Não há avanço possível, creio eu, enquanto os brasileiros e as brasileiras não tiverem consciência de classe e uma visão minimamente coletiva, enquanto religião e política se misturarem, enquanto o direito de todos e todas à liberdade não for respeitado, enquanto o preconceito de cor e classe social nos submergir (sem que consigamos sequer admiti-lo).
Não me parece que esses milhões de votos no candidato derrotado foram depositados nas urnas por patriotismo, pela ameaça comunista, por amor a Deus ou em defesa da vida. Suspeito que tenham sido por egoísmo e concordância com essa ideologia. Mastigo, mastigo, mastigo, e não engulo a velha desculpa da aversão ao Partido dos Trabalhadores (PT). Não faz sentido. Por que tanto ódio ao PT e tanta condescendência com um chefe de Estado que não se preocupou com as nossas vidas? O que ele fez de tão magnífico para que os erros e os crimes que foram apontados durante esses anos (inclusive o de corrupção que os seus eleitores tanto condenam) sejam perdoados com tanta facilidade? Se não concordam com suas atitudes, suas opiniões ou seu governo (como eu ouvi de alguém no dia da eleição), como puderam, ao colocar na balança, optar por um governante desumano que não respeita o cargo que ocupa nem o povo brasileiro? Por que temem tanto o futuro se o presente parece um filme de terror grotesco?
O pleito, que terminou anteontem, foi histórico. Fico satisfeita em contar que fiz parte desse acontecimento e que me posicionei do lado certo. Sempre se diz que a história fará um acerto de contas. Eu não sei se é verdade.
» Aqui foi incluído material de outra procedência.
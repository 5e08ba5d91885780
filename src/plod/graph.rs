//! Shared, read-only P-LOD graph
//!
//! `PlodGraph` is loaded once at startup and handed to every request behind
//! an `Arc`. It knows how to walk the P-LOD relations; the per-request
//! `PlodResource` composes those walks into the API operations.

use super::resource::{Entry, PlodResource};
use super::vocab::Vocabulary;
use super::{PlodError, PlodResult};
use crate::rdf::{
    NamedNode, NamespaceManager, RdfFormat, RdfObject, RdfParser, RdfPredicate, RdfStore,
    RdfSubject, Triple, PLOD,
};
use indexmap::IndexSet;
use serde_json::Value;
use std::path::Path;
use tracing::{debug, info};

/// Immutable P-LOD graph with the vocabulary needed to traverse it
pub struct PlodGraph {
    store: RdfStore,
    namespaces: NamespaceManager,
    vocab: Vocabulary,
}

impl PlodGraph {
    /// Wrap an already populated store
    pub fn from_store(store: RdfStore) -> PlodResult<Self> {
        Ok(Self {
            store,
            namespaces: NamespaceManager::new(),
            vocab: Vocabulary::new()?,
        })
    }

    /// Build a graph from an in-memory Turtle document
    pub fn from_turtle(input: &str) -> PlodResult<Self> {
        let triples = RdfParser::parse(input, RdfFormat::Turtle).map_err(|source| {
            PlodError::Load {
                path: "<inline>".into(),
                source,
            }
        })?;
        let mut store = RdfStore::new();
        store.extend(triples);
        Self::from_store(store)
    }

    /// Load and merge RDF files; the format is taken from the file extension
    /// and defaults to Turtle.
    pub fn load<P: AsRef<Path>>(paths: &[P]) -> PlodResult<Self> {
        let mut store = RdfStore::new();

        for path in paths {
            let path = path.as_ref();
            let format = RdfFormat::from_path(path).unwrap_or(RdfFormat::Turtle);
            let triples = RdfParser::parse_file(path, format).map_err(|source| PlodError::Load {
                path: path.to_path_buf(),
                source,
            })?;
            let parsed = triples.len();
            let added = store.extend(triples);
            info!(
                "Loaded {} triples from {} ({} new)",
                parsed,
                path.display(),
                added
            );
        }

        info!("P-LOD graph ready with {} triples", store.len());
        Self::from_store(store)
    }

    /// Construct the resource handle for a bare local name
    pub fn resource(&self, local_name: &str) -> PlodResult<PlodResource<'_>> {
        PlodResource::new(self, local_name)
    }

    /// Number of triples in the graph
    pub fn len(&self) -> usize {
        self.store.len()
    }

    /// Check if the graph is empty
    pub fn is_empty(&self) -> bool {
        self.store.is_empty()
    }

    pub(crate) fn store(&self) -> &RdfStore {
        &self.store
    }

    pub(crate) fn vocab(&self) -> &Vocabulary {
        &self.vocab
    }

    /// Expand a user-supplied class name (`insula`, `p-lod:insula`, full IRI)
    pub(crate) fn resolve_term(&self, term: &str) -> String {
        self.namespaces.resolve_term(term)
    }

    pub(crate) fn node(&self, local_name: &str) -> Result<NamedNode, crate::rdf::RdfError> {
        NamedNode::new(&format!("{PLOD}{local_name}"))
    }

    /// Named-node objects of `(node, predicate, ?o)`
    pub(crate) fn parents(&self, node: &NamedNode, predicate: &RdfPredicate) -> Vec<NamedNode> {
        self.store
            .objects(node, predicate)
            .into_iter()
            .filter_map(RdfObject::as_named_node)
            .cloned()
            .collect()
    }

    /// Named-node subjects of `(?s, predicate, node)`
    pub(crate) fn children(&self, node: &NamedNode, predicate: &RdfPredicate) -> Vec<NamedNode> {
        self.store
            .subjects(predicate, &RdfObject::NamedNode(node.clone()))
            .into_iter()
            .filter_map(RdfSubject::as_named_node)
            .cloned()
            .collect()
    }

    /// Breadth-first closure of `step`, excluding `start`.
    ///
    /// Cycles in the data are cut by the visited set.
    pub(crate) fn transitive<F>(&self, start: &NamedNode, step: F) -> Vec<NamedNode>
    where
        F: Fn(&NamedNode) -> Vec<NamedNode>,
    {
        let mut visited: IndexSet<NamedNode> = IndexSet::new();
        visited.insert(start.clone());

        let mut cursor = 0;
        while cursor < visited.len() {
            let current = visited[cursor].clone();
            for next in step(&current) {
                visited.insert(next);
            }
            cursor += 1;
        }

        visited.into_iter().skip(1).collect()
    }

    /// Spatial parent: `spatially-within`, or `is-part-of` for artworks
    pub(crate) fn spatial_parent(&self, node: &NamedNode) -> Option<NamedNode> {
        let vocab = &self.vocab;
        self.parents(node, &vocab.spatially_within)
            .into_iter()
            .next()
            .or_else(|| self.parents(node, &vocab.is_part_of).into_iter().next())
    }

    /// `[node, parent, ..., root]`
    pub(crate) fn spatial_chain(&self, node: &NamedNode) -> Vec<NamedNode> {
        let mut chain: IndexSet<NamedNode> = IndexSet::new();
        chain.insert(node.clone());

        let mut current = node.clone();
        while let Some(parent) = self.spatial_parent(&current) {
            if !chain.insert(parent.clone()) {
                debug!("Spatial cycle at {}", parent);
                break;
            }
            current = parent;
        }

        chain.into_iter().collect()
    }

    /// Nodes whose spatial parent is `node`; the inverse of [`Self::spatial_parent`]
    pub(crate) fn spatial_children(&self, node: &NamedNode) -> Vec<NamedNode> {
        let vocab = &self.vocab;
        let candidates: IndexSet<NamedNode> = self
            .children(node, &vocab.spatially_within)
            .into_iter()
            .chain(self.children(node, &vocab.is_part_of))
            .collect();

        candidates
            .into_iter()
            .filter(|child| self.spatial_parent(child).as_ref() == Some(node))
            .collect()
    }

    pub(crate) fn spatial_descendants(&self, node: &NamedNode) -> Vec<NamedNode> {
        self.transitive(node, |n| self.spatial_children(n))
    }

    pub(crate) fn rdf_type(&self, node: &NamedNode) -> Option<NamedNode> {
        self.parents(node, &self.vocab.rdf_type).into_iter().next()
    }

    pub(crate) fn has_type(&self, node: &NamedNode, type_iri: &str) -> bool {
        self.parents(node, &self.vocab.rdf_type)
            .iter()
            .any(|t| t.as_str() == type_iri)
    }

    pub(crate) fn label(&self, node: &NamedNode) -> Option<String> {
        self.store
            .object(node, &self.vocab.label)
            .and_then(RdfObject::as_literal)
            .map(|l| l.value().to_string())
    }

    /// Parsed `p-lod:geojson` value of a node
    pub(crate) fn geometry(&self, node: &NamedNode) -> PlodResult<Option<Value>> {
        let Some(literal) = self
            .store
            .object(node, &self.vocab.geojson)
            .and_then(RdfObject::as_literal)
        else {
            return Ok(None);
        };

        serde_json::from_str(literal.value())
            .map(Some)
            .map_err(|source| PlodError::Geometry {
                urn: node.as_str().to_string(),
                source,
            })
    }

    /// Summary entry (`urn`, `type`, `label`) for a node
    pub(crate) fn entry(&self, node: &NamedNode) -> Entry {
        Entry {
            urn: node.as_str().to_string(),
            rdf_type: self.rdf_type(node).map(|t| t.as_str().to_string()),
            label: self.label(node),
            geojson: None,
        }
    }

    pub(crate) fn entries(&self, nodes: &[NamedNode]) -> Vec<Entry> {
        nodes.iter().map(|n| self.entry(n)).collect()
    }

    /// Triples with `node` as subject, in load order
    pub(crate) fn describe(&self, node: &NamedNode) -> Vec<&Triple> {
        self.store
            .triples_with_subject(&RdfSubject::NamedNode(node.clone()))
    }
}

#[cfg(test)]
mod tests {
    use super::*;

    const FIXTURE: &str = include_str!("../../tests/fixtures/pompeii.ttl");

    fn graph() -> PlodGraph {
        PlodGraph::from_turtle(FIXTURE).unwrap()
    }

    fn urns(nodes: &[NamedNode]) -> Vec<&str> {
        nodes.iter().map(NamedNode::as_str).collect()
    }

    #[test]
    fn test_fixture_loads() {
        let graph = graph();
        assert!(!graph.is_empty());
        assert!(graph.len() > 40);
    }

    #[test]
    fn test_spatial_chain_follows_part_of() {
        let graph = graph();
        let artwork = graph.node("r1-i8-p17-space-1-f1-artwork-1").unwrap();

        let chain = graph.spatial_chain(&artwork);
        assert_eq!(
            urns(&chain),
            vec![
                "urn:p-lod:id:r1-i8-p17-space-1-f1-artwork-1",
                "urn:p-lod:id:r1-i8-p17-space-1-f1",
                "urn:p-lod:id:r1-i8-p17-space-1",
                "urn:p-lod:id:r1-i8-p17",
                "urn:p-lod:id:r1-i8",
                "urn:p-lod:id:r1",
                "urn:p-lod:id:pompeii",
            ]
        );
    }

    #[test]
    fn test_spatial_walks_agree() {
        let graph = graph();
        let pompeii = graph.node("pompeii").unwrap();

        let descendants = graph.spatial_descendants(&pompeii);
        assert!(urns(&descendants).contains(&"urn:p-lod:id:r1-i8-p17-space-1-f1-artwork-1"));

        for node in &descendants {
            let parent = graph.spatial_parent(node).unwrap();
            assert!(
                graph.spatial_children(&parent).contains(node),
                "{} missing under {}",
                node,
                parent
            );
            assert_eq!(graph.spatial_chain(node).last(), Some(&pompeii));
        }

        let wall = graph.node("r1-i8-p17-space-1-f1").unwrap();
        assert_eq!(
            urns(&graph.spatial_children(&wall)),
            vec!["urn:p-lod:id:r1-i8-p17-space-1-f1-artwork-1"]
        );
    }

    #[test]
    fn test_spatially_within_wins_over_part_of() {
        let mixed = r#"
            @prefix p-lod: <urn:p-lod:id:> .
            p-lod:x p-lod:spatially-within p-lod:a ;
                p-lod:is-part-of p-lod:b .
        "#;
        let graph = PlodGraph::from_turtle(mixed).unwrap();
        let a = graph.node("a").unwrap();
        let b = graph.node("b").unwrap();

        assert_eq!(urns(&graph.spatial_children(&a)), vec!["urn:p-lod:id:x"]);
        assert!(graph.spatial_children(&b).is_empty());
    }

    #[test]
    fn test_transitive_cuts_cycles() {
        let cyclic = r#"
            @prefix p-lod: <urn:p-lod:id:> .
            p-lod:a p-lod:broader p-lod:b .
            p-lod:b p-lod:broader p-lod:a .
        "#;
        let graph = PlodGraph::from_turtle(cyclic).unwrap();
        let a = graph.node("a").unwrap();

        let ancestors = graph.transitive(&a, |n| graph.parents(n, &graph.vocab().broader));
        assert_eq!(urns(&ancestors), vec!["urn:p-lod:id:b"]);
    }

    #[test]
    fn test_entry_fields() {
        let graph = graph();
        let r1 = graph.node("r1").unwrap();

        let entry = graph.entry(&r1);
        assert_eq!(entry.urn, "urn:p-lod:id:r1");
        assert_eq!(entry.rdf_type.as_deref(), Some("urn:p-lod:id:region"));
        assert_eq!(entry.label.as_deref(), Some("Regio I"));

        let space = graph.node("r1-i8-p17-space-1").unwrap();
        assert_eq!(graph.entry(&space).label, None);
    }

    #[test]
    fn test_invalid_geometry_is_an_error() {
        let broken = r#"
            @prefix p-lod: <urn:p-lod:id:> .
            p-lod:x p-lod:geojson "{not json" .
        "#;
        let graph = PlodGraph::from_turtle(broken).unwrap();
        let x = graph.node("x").unwrap();

        assert!(matches!(graph.geometry(&x), Err(PlodError::Geometry { .. })));
    }

    #[test]
    fn test_load_missing_file() {
        let result = PlodGraph::load(&["does/not/exist.ttl"]);
        assert!(matches!(result, Err(PlodError::Load { .. })));
    }
}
Na realidade, mais do que cobranças, mais do que vingança, espero que as pessoas que hoje se lamentam tenham a oportunidade de repensar, de rever suas concepções.
Quatro anos atrás, os enlutados de hoje comemoravam, e os demais (eu inclusa) sofriam. É curiosa essa noção de que alguns ganham e de que outros perdem ao final da eleição, como se isso se tratasse de um campeonato de futebol, como se não fôssemos, ao fim e ao cabo, parte de um mesmo país.
O próximo governo será para todos e todas nós, como próprio presidente eleito afirmou, e é responsabilidade de cada um e cada uma exigir ações e questionar se alguma coisa der errado. Temos muito trabalho pela frente, o início de mais um ciclo, um novo movimento do pêndulo. Mais do que nunca, é a oportunidade de investir em educação, uma educação crítica que tanto apavora. Só com ela os brasileiros e as brasileiras aprenderão a pensar livremente, a reconhecer e ocupar o seu lugar no mundo.